En-dessous de 16 h sup. par semaine les troubles ne sont pas retenus alors que au-dessus, la plupart des agents s’en souviennent et en tiennent compte dans leurs réponses.

Ce résultat permet de répondre directement à la question du CHSCT sur les conséquences du projet sur la santé des agents : l’organisation des tours d’astreinte devrait être refondée sur la base du respect des seuils nécessaires au repos journalier et hebdomadaire de agents : limiter le nombre d’heures supplémentaires effectuées à 16 h de manière ordinaire et à 20h de en cas d’événements exceptionnels, préserver le repos de 11 heures et la coupure de 48 heures entre deux périodes de travail de 5 jours.

Préconisations au CHSCT

L’organisation actuelle de l’astreinte mérite d’être réformée, à cause de la désorganisation qu’elle introduit dans le fonctionnement du service. Le projet de réforme préparé par la direction s’appuie sur la programmation répétée de 25 heures supplémentaires sur 10 semaines par an.
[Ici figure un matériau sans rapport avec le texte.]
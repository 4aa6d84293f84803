//! Style directives
//!
//! A style directive is guidance text prepended to a rendered prompt to bias
//! tone without touching the template. Built-in styles ship with the crate;
//! custom ones live in a JSON file next to the configuration.

use std::collections::BTreeMap;
use std::path::{Path, PathBuf};

use tracing::{debug, info, warn};

use crate::LorewrightError;

/// Name of the empty style; the model keeps its own voice
pub const DEFAULT_STYLE: &str = "default";

const BUILTIN: &[(&str, &str)] = &[
    (DEFAULT_STYLE, ""),
    (
        "detailed",
        "You are a creative writing assistant focused on rich, detailed description. \
         Use vivid sensory detail, specific measurements and concrete examples. \
         Avoid vague language.",
    ),
    (
        "concise",
        "You are a creative writing assistant focused on concise, punchy prose. \
         Use short sentences. Cut every word that does not earn its place.",
    ),
    (
        "creative",
        "You are a highly inventive writing assistant. Favour unexpected connections \
         and original ideas over familiar tropes, and subvert expectations where it \
         serves the story.",
    ),
    (
        "mature",
        "You are a fiction writing assistant for adult readers. Handle violence, grief, \
         moral ambiguity and intimacy with emotional honesty and literary restraint. \
         Characters act with agency and consent.",
    ),
];

/// Built-in and user-defined style directives
#[derive(Debug, Clone, Default)]
pub struct StyleCatalogue {
    custom: BTreeMap<String, String>,
    path: Option<PathBuf>,
}

impl StyleCatalogue {
    /// Catalogue with the built-in styles only and no backing file
    pub fn builtin() -> Self {
        Self::default()
    }

    /// Load custom styles from `path`; a missing file means no custom styles
    ///
    /// Later edits are written back to the same file.
    pub fn load(path: impl AsRef<Path>) -> Result<Self, LorewrightError> {
        let path = path.as_ref();
        let custom = if path.exists() {
            let content = std::fs::read_to_string(path)?;
            let custom: BTreeMap<String, String> = serde_json::from_str(&content).map_err(|e| {
                LorewrightError::ConfigError(format!(
                    "Failed to parse styles file {}: {}",
                    path.display(),
                    e
                ))
            })?;
            debug!(count = custom.len(), path = %path.display(), "Loaded custom styles");
            custom
                .into_iter()
                .map(|(name, text)| (normalize(&name), text))
                .filter(|(name, _)| !is_builtin(name))
                .collect()
        } else {
            BTreeMap::new()
        };

        Ok(Self {
            custom,
            path: Some(path.to_path_buf()),
        })
    }

    /// Directive text for a known style name
    pub fn get(&self, name: &str) -> Option<&str> {
        let key = normalize(name);
        if let Some(&(_, text)) = BUILTIN.iter().find(|(n, _)| *n == key) {
            return Some(text);
        }
        self.custom.get(&key).map(String::as_str)
    }

    /// Directive text to prepend for a style name
    ///
    /// An empty or unknown name contributes nothing; unknown names are logged.
    pub fn resolve(&self, name: &str) -> &str {
        if name.trim().is_empty() {
            return "";
        }
        self.get(name).unwrap_or_else(|| {
            warn!(style = %name, "Unknown style directive, using the default voice");
            ""
        })
    }

    /// Built-in names first, then custom names in sorted order
    pub fn names(&self) -> Vec<&str> {
        BUILTIN
            .iter()
            .map(|(n, _)| *n)
            .chain(self.custom.keys().map(String::as_str))
            .collect()
    }

    pub fn is_custom(&self, name: &str) -> bool {
        self.custom.contains_key(&normalize(name))
    }

    /// Add or replace a custom style and persist the catalogue
    pub fn save_custom(&mut self, name: &str, text: &str) -> Result<(), LorewrightError> {
        let key = normalize(name);
        if key.is_empty() {
            return Err(LorewrightError::ConfigError(
                "Style name cannot be empty".to_string(),
            ));
        }
        if is_builtin(&key) {
            return Err(LorewrightError::ConfigError(format!(
                "'{}' is a built-in style and cannot be modified",
                key
            )));
        }

        self.custom.insert(key.clone(), text.trim().to_string());
        self.persist()?;
        info!(style = %key, "Saved custom style");
        Ok(())
    }

    /// Remove a custom style; returns whether it existed
    pub fn delete_custom(&mut self, name: &str) -> Result<bool, LorewrightError> {
        let key = normalize(name);
        if is_builtin(&key) {
            return Err(LorewrightError::ConfigError(format!(
                "'{}' is a built-in style and cannot be deleted",
                key
            )));
        }

        if self.custom.remove(&key).is_none() {
            return Ok(false);
        }
        self.persist()?;
        info!(style = %key, "Deleted custom style");
        Ok(true)
    }

    fn persist(&self) -> Result<(), LorewrightError> {
        let Some(path) = &self.path else {
            return Ok(());
        };
        if let Some(parent) = path.parent() {
            if !parent.as_os_str().is_empty() {
                std::fs::create_dir_all(parent)?;
            }
        }
        let json = serde_json::to_string_pretty(&self.custom).map_err(|e| {
            LorewrightError::ConfigError(format!("Failed to serialize styles: {}", e))
        })?;
        std::fs::write(path, json)?;
        Ok(())
    }
}

pub fn is_builtin(name: &str) -> bool {
    let key = normalize(name);
    BUILTIN.iter().any(|(n, _)| *n == key)
}

fn normalize(name: &str) -> String {
    name.trim().to_lowercase()
}

#[cfg(test)]
mod tests {
    use super::*;

    #[test]
    fn test_builtin_resolution() {
        let styles = StyleCatalogue::builtin();
        assert_eq!(styles.resolve(""), "");
        assert_eq!(styles.resolve("Default"), "");
        assert!(styles.resolve("concise").contains("short sentences"));
        assert_eq!(styles.resolve("baroque"), "");
        assert_eq!(styles.get("baroque"), None);
        assert_eq!(styles.get(" Concise "), styles.get("concise"));
    }

    #[test]
    fn test_custom_styles_persist() {
        let dir = tempfile::tempdir().unwrap();
        let path = dir.path().join("styles.json");

        let mut styles = StyleCatalogue::load(&path).unwrap();
        styles.save_custom("Noir", "Write like a hardboiled detective.").unwrap();
        assert!(styles.is_custom("noir"));

        let reloaded = StyleCatalogue::load(&path).unwrap();
        assert_eq!(
            reloaded.resolve("noir"),
            "Write like a hardboiled detective."
        );
        assert_eq!(reloaded.names().last(), Some(&"noir"));
    }

    #[test]
    fn test_builtins_are_protected() {
        let mut styles = StyleCatalogue::builtin();
        assert!(styles.save_custom("concise", "override").is_err());
        assert!(styles.delete_custom("detailed").is_err());
        assert!(!styles.is_custom("concise"));
        assert!(!styles.delete_custom("never-added").unwrap());
    }
}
L’étude a montré : Une partie du temps d’astreinte (16h30 - 22h) n’est pas conforme à la définition légale du temps d’astreinte : attente à domicile avec réponse aux éventuels appels, ce qui n’est pas le cas. L’enchaînement et la répétition des interventions montre que cette période est un temps de travail effectif. Ces données sont corroborées par les statistiques d’intervention en fin de journée faites dans le service. Le faible effectif disponible (absences) conduit à faire effectuer aux agents d’intervention un nombre important d’interventions de nuit ou le week-end. La multiplication de ces interventions désorganise la vie familiale des agents et la coordination de leurs activités personnelles, ce qui porte atteinte aux libertés individuelles, en particulier au droit des agents de mener une vie familiale normale.

De plus, les agents d’intervention effectuent un nombre de tours d’astreinte plus élevé que la norme conventionnelle (10 par an) : de la sorte, le nombre d’heures effectué dans l’année est trop élevé en regard des contingents d’heures légaux et de l’accord local sur la réduction du temps de travail. Cette situation fait que les agents imputent sur un « compte épargne temps » virtuel (N d’heures sup. en stock) des temps de repos qui devraient être accordés au fur et à mesure des dépassements horaires. Le projet de changement proposé par la direction est bâti de façon à permettre aux agents d’effectuer 25 heures supplémentaires sur une période continue de 10 journées de travail successives. Or, les évaluations des conséquences sur la santé des agents faites dans l’étude, démontrent au contraire qu’il existe un seuil situé aux alentours de 16 heures supplémentaires par semaine qu’il est nécessaire de respecter pour maintenir dans des limites raisonnables les facteurs de stress qui affectent la vie des agents. L’instauration d’un seuil comme base de calcul de la charge de travail dans le service permettrait de maintenir des marges de manœuvre en cas d’événements imprévus pour lesquels des effectifs doivent être disponibles.

Le libre choix de recevoir soit la rémunération de tout ou partie des heures périodes travaillées, soit leur compensation en temps de repos en astreinte serait perçu comme la rétribution équitable d’une contrainte qui s’ajoute à la contribution fournie par chaque salarié au bon fonctionnement du service. L’instauration du retour d’expérience et la formalisation de cette expérience sont un enjeu de la représentation des risques et de l’harmonie des relations sociales. Le "travail à deux" est une pratique liée aux conditions d’intervention face aux incivilités des publics auxquels les agents sont confrontés de manière isolée.